Diet thread 1
Table of Contents
1. Thread
This tiring veg non-veg debate will never end, but I will do my best
- Yes, Indian protein consumption (10% of total calories) is lower than optimal (20%).
- India’s more vegetarian states actually do slightly better on this: (cc: [cite/t:@indiainpixels])
- Instead, our protein consumption is entirely explained by our income level.
- However, it is true that a vegetarian diet cannot provide the requisite 20%, unless it contains skim milk, eggs or protein powder (or soy, but that’s cringe), because all other veg foods, including whole milk, are <= 20% protein.

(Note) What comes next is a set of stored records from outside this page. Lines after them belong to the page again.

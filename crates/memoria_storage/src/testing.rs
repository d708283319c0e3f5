// Copyright (c) Microsoft Corporation.
// Licensed under the MIT License.

//! Mock storage implementation for testing.
//!
//! This module provides `MockStorage`, a configurable in-memory storage that
//! records all operations and supports failure injection for testing error paths.

use std::{collections::HashMap, sync::Arc};

use parking_lot::Mutex;

use crate::{BatchStorage, CacheOptions, Error, Storage, SyncStorage};

/// Recorded storage operation with full context.
#[derive(Debug, Clone, PartialEq)]
pub enum StorageOp<V> {
    /// A single-key read of the given key.
    Get(String),
    /// A single-key write. `value` is `None` for deletions.
    Set {
        /// The key that was written.
        key: String,
        /// The value that was written.
        value: Option<V>,
        /// Options passed with the write, if any.
        options: Option<CacheOptions>,
    },
    /// A batch read of the given keys.
    GetMany(Vec<String>),
    /// A batch write of the given entries.
    SetMany(Vec<(String, Option<V>)>),
    /// A clear operation.
    Clear,
}

type FailPredicate<V> = Box<dyn Fn(&StorageOp<V>) -> bool + Send + Sync>;

/// A configurable mock storage for testing.
///
/// This storage keeps values in memory and can be configured to fail
/// operations on demand, making it useful for testing error handling paths.
/// All operations are recorded for later verification. Clones share state.
///
/// `MockStorage` implements [`Storage`], [`BatchStorage`], and [`SyncStorage`].
///
/// # Examples
///
/// ```ignore
/// use memoria_storage::{Storage, testing::{MockStorage, StorageOp}};
///
/// # futures::executor::block_on(async {
/// let storage = MockStorage::<i32>::new();
///
/// storage.set("key", Some(42)).await.unwrap();
/// assert_eq!(storage.get("key").await.unwrap(), Some(42));
///
/// // Fail every read from now on
/// storage.fail_when(|op| matches!(op, StorageOp::Get(_)));
/// assert!(storage.get("key").await.is_err());
/// # });
/// ```
pub struct MockStorage<V> {
    data: Arc<Mutex<HashMap<String, V>>>,
    operations: Arc<Mutex<Vec<StorageOp<V>>>>,
    fail_when: Arc<Mutex<Option<FailPredicate<V>>>>,
}

impl<V> std::fmt::Debug for MockStorage<V>
where
    V: std::fmt::Debug,
{
    fn fmt(&self, f: &mut std::fmt::Formatter<'_>) -> std::fmt::Result {
        f.debug_struct("MockStorage")
            .field("data", &self.data)
            .field("operations", &self.operations)
            .field("fail_when", &self.fail_when.lock().is_some())
            .finish()
    }
}

impl<V> Clone for MockStorage<V> {
    fn clone(&self) -> Self {
        Self {
            data: Arc::clone(&self.data),
            operations: Arc::clone(&self.operations),
            fail_when: Arc::clone(&self.fail_when),
        }
    }
}

impl<V> Default for MockStorage<V> {
    fn default() -> Self {
        Self::new()
    }
}

impl<V> MockStorage<V> {
    /// Creates a new empty mock storage.
    #[must_use]
    pub fn new() -> Self {
        Self::with_data(HashMap::new())
    }

    /// Creates a mock storage with pre-populated data.
    #[must_use]
    pub fn with_data(data: HashMap<String, V>) -> Self {
        Self {
            data: Arc::new(Mutex::new(data)),
            operations: Arc::new(Mutex::new(Vec::new())),
            fail_when: Arc::new(Mutex::new(None)),
        }
    }

    /// Returns the number of entries held.
    #[must_use]
    pub fn entry_count(&self) -> usize {
        self.data.lock().len()
    }

    /// Returns true if the storage holds the given key.
    #[must_use]
    pub fn contains_key(&self, key: &str) -> bool {
        self.data.lock().contains_key(key)
    }

    /// Sets a predicate that determines when operations should fail.
    ///
    /// The predicate receives the operation and returns `true` if it should fail.
    /// Failed operations are still recorded but leave the data untouched.
    pub fn fail_when<F>(&self, predicate: F)
    where
        F: Fn(&StorageOp<V>) -> bool + Send + Sync + 'static,
    {
        *self.fail_when.lock() = Some(Box::new(predicate));
    }

    /// Clears the failure predicate, allowing all operations to succeed.
    pub fn clear_failures(&self) {
        *self.fail_when.lock() = None;
    }

    /// Clears all recorded operations.
    pub fn clear_operations(&self) {
        self.operations.lock().clear();
    }

    fn should_fail(&self, op: &StorageOp<V>) -> bool {
        self.fail_when.lock().as_ref().is_some_and(|predicate| predicate(op))
    }

    /// Records the operation, returning an error if it was configured to fail.
    fn admit(&self, op: StorageOp<V>, what: &'static str) -> Result<(), Error> {
        let fail = self.should_fail(&op);
        self.operations.lock().push(op);
        if fail {
            return Err(Error::from_message(format!("mock: {what} failed")));
        }
        Ok(())
    }
}

impl<V> MockStorage<V>
where
    V: Clone,
{
    /// Returns a clone of all recorded operations.
    #[must_use]
    pub fn operations(&self) -> Vec<StorageOp<V>> {
        self.operations.lock().clone()
    }

    /// Returns a clone of the value stored under `key`, bypassing recording and failure injection.
    #[must_use]
    pub fn peek(&self, key: &str) -> Option<V> {
        self.data.lock().get(key).cloned()
    }

    fn read(&self, key: &str) -> Result<Option<V>, Error> {
        self.admit(StorageOp::Get(key.to_string()), "get")?;
        Ok(self.data.lock().get(key).cloned())
    }

    fn write(&self, key: &str, value: Option<V>, options: Option<CacheOptions>) -> Result<(), Error> {
        self.admit(
            StorageOp::Set {
                key: key.to_string(),
                value: value.clone(),
                options,
            },
            "set",
        )?;
        let mut data = self.data.lock();
        match value {
            Some(value) => {
                data.insert(key.to_string(), value);
            }
            None => {
                data.remove(key);
            }
        }
        Ok(())
    }

    fn wipe(&self) -> Result<(), Error> {
        self.admit(StorageOp::Clear, "clear")?;
        self.data.lock().clear();
        Ok(())
    }
}

impl<V> Storage<V> for MockStorage<V>
where
    V: Clone + Send + Sync,
{
    async fn get(&self, key: &str) -> Result<Option<V>, Error> {
        self.read(key)
    }

    async fn set(&self, key: &str, value: Option<V>) -> Result<(), Error> {
        self.write(key, value, None)
    }

    async fn set_with(&self, key: &str, value: Option<V>, options: &CacheOptions) -> Result<(), Error> {
        self.write(key, value, Some(*options))
    }

    async fn clear(&self) -> Result<(), Error> {
        self.wipe()
    }
}

impl<V> SyncStorage<V> for MockStorage<V>
where
    V: Clone + Send + Sync,
{
    fn get(&self, key: &str) -> Result<Option<V>, Error> {
        self.read(key)
    }

    fn set(&self, key: &str, value: Option<V>) -> Result<(), Error> {
        self.write(key, value, None)
    }

    fn set_with(&self, key: &str, value: Option<V>, options: &CacheOptions) -> Result<(), Error> {
        self.write(key, value, Some(*options))
    }

    fn clear(&self) -> Result<(), Error> {
        self.wipe()
    }
}

impl<V> BatchStorage<V> for MockStorage<V>
where
    V: Clone + Send + Sync,
{
    async fn get_many(&self, keys: &[String]) -> Result<Vec<Option<V>>, Error> {
        self.admit(StorageOp::GetMany(keys.to_vec()), "get_many")?;
        let data = self.data.lock();
        Ok(keys.iter().map(|key| data.get(key).cloned()).collect())
    }

    async fn set_many(&self, entries: Vec<(String, Option<V>)>, _options: &CacheOptions) -> Result<(), Error> {
        self.admit(StorageOp::SetMany(entries.clone()), "set_many")?;
        let mut data = self.data.lock();
        for (key, value) in entries {
            match value {
                Some(value) => {
                    data.insert(key, value);
                }
                None => {
                    data.remove(&key);
                }
            }
        }
        Ok(())
    }

    async fn clear(&self) -> Result<(), Error> {
        self.wipe()
    }
}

- Dietary advice for upper and lower class Indians should be very different. For the poor, by far the main cause of poor health outcomes (malnutrition, stunting) is low overall caloric intake and micronutrient intake.
- For the upper class, standard Western hippie advice is applicable: legumes, mustard/olive oil, pomegranates/berries, onion/garlic/cruciferous veg, nuts etc.
- There are many good things about the Indian diet, and in vegetarianism, with regards to cancer prevention and neurodegenerative diseases. I would not throw the baby out with the bathwater.
- If you do eat meat, let it be fish. The fact that Indian BPs don’t advocate for this or any other high-value improvements (pts 5 and 6) and go straight to beef/pork is extremely sus.
2. Indian diet
The main reason I don’t like the “Indian diet bad” takes is that “Indian food” is a very flexible category. The only meaningful sense in which “Aloo Gobi cooked in Sunflower Oil” is Indian is its spice palette, which is the only good thing about that dish.
If your take on the Indian diet isn’t eat less rice/potatoes, eat more nuts and legumes, cook in MUFAs and get 20% of your calories in protein
but instead yOu mUSt EAT beAF BuRGEr
you don’t actually care about health and fitness, you just have mommy issues.
Indian spices are good. Legumes are good, and the Indian legume palette is uniquely palatable. Most diets were historically carb-dominated, until countries got rich. The famed Italian diet still is. This isn’t something that can’t be fixed. See also:
3. Basic guidance
It’s not that hard. The basic macro guidance for vegetarians should be: Let legumes, rather than grains, be the basis of your diet, eat at least 600 calories worth of dairy (ideally non-fat) or eggs, cook in mustard oil, eat a ton of f&v (starchy vegs don’t count), eat 50g nuts.
Micro guidance would be: among fruits, eat pomegranates/darkly-colored things among vegetables, eat greens (and cruciferous if you can afford it) and raw onion/garlic among nuts, pick walnuts (and chia/flax if you can afford it) eat spices other than cumin & coriander.